***** Provided records *****
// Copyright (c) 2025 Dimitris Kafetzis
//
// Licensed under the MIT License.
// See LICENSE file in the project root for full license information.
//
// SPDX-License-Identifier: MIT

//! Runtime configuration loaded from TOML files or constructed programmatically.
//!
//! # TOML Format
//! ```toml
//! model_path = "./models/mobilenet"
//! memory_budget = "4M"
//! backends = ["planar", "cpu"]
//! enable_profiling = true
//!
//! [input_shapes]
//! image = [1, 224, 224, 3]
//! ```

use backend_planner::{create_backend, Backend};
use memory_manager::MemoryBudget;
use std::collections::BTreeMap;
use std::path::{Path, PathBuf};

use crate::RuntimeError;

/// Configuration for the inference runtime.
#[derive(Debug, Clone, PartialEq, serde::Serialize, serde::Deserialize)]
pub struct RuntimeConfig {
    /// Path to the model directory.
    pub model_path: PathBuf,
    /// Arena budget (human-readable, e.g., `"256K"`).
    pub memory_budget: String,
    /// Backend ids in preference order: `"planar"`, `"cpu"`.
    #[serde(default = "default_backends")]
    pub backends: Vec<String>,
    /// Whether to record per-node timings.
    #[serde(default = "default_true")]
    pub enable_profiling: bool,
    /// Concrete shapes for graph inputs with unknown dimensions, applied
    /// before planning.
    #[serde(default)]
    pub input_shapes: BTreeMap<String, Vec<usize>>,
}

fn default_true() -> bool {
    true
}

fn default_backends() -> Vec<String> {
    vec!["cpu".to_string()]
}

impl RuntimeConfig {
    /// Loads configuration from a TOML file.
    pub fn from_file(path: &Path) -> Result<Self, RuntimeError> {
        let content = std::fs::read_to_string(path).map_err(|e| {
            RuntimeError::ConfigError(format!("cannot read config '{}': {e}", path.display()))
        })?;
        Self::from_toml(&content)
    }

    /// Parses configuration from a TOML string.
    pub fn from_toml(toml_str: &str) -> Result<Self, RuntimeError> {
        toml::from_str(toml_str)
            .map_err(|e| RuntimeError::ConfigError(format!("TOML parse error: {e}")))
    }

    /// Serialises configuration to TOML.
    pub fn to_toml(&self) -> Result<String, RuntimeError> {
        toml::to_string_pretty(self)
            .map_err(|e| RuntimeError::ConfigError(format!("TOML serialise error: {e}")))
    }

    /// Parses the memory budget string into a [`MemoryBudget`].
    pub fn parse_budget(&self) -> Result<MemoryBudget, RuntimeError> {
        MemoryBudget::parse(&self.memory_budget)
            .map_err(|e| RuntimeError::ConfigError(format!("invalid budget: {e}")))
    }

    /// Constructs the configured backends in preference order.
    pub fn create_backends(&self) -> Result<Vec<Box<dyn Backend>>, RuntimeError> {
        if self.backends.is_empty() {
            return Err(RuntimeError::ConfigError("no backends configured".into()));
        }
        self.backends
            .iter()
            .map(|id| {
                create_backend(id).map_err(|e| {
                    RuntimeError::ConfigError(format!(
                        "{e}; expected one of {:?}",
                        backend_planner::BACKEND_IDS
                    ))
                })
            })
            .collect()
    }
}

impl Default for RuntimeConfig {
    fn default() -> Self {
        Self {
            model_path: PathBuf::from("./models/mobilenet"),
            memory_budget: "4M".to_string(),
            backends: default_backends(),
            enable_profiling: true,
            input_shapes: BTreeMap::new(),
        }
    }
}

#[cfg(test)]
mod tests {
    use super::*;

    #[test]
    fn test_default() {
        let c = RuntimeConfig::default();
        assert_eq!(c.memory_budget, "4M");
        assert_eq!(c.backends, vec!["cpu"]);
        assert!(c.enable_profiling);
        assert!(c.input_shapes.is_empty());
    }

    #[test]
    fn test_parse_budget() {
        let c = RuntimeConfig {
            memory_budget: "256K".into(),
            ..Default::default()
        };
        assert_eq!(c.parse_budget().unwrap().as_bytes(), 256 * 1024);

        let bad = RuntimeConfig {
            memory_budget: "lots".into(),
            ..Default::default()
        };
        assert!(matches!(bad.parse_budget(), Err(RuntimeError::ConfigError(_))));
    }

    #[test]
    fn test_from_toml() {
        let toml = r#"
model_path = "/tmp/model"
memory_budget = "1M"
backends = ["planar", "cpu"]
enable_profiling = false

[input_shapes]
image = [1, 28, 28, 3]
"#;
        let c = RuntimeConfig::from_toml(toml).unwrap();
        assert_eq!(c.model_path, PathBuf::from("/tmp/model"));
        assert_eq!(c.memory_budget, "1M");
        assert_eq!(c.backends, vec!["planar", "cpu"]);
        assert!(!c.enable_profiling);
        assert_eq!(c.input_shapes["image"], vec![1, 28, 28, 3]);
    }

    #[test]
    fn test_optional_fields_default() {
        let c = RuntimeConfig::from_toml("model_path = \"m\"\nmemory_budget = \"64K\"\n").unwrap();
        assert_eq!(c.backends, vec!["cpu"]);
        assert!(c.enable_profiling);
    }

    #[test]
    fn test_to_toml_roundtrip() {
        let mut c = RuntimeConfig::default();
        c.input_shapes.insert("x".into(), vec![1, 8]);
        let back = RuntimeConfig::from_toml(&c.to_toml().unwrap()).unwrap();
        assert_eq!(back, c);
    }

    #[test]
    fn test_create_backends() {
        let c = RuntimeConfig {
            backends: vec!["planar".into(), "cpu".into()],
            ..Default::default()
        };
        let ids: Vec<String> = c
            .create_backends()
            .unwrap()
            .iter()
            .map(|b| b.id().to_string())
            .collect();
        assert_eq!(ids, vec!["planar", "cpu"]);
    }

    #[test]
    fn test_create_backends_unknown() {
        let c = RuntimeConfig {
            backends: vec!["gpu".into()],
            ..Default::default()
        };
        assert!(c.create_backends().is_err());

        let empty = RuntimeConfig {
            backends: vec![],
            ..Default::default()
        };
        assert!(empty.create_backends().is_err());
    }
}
*****
## Assignment
Extract exactly and only the lines above from the line containing "pub fn parse_budget(&self)" through the line containing "in preference order.", both end lines included.

## Answer to this problem
    pub fn parse_budget(&self) -> Result<MemoryBudget, RuntimeError> {
        MemoryBudget::parse(&self.memory_budget)
            .map_err(|e| RuntimeError::ConfigError(format!("invalid budget: {e}")))
    }

    /// Constructs the configured backends in preference order.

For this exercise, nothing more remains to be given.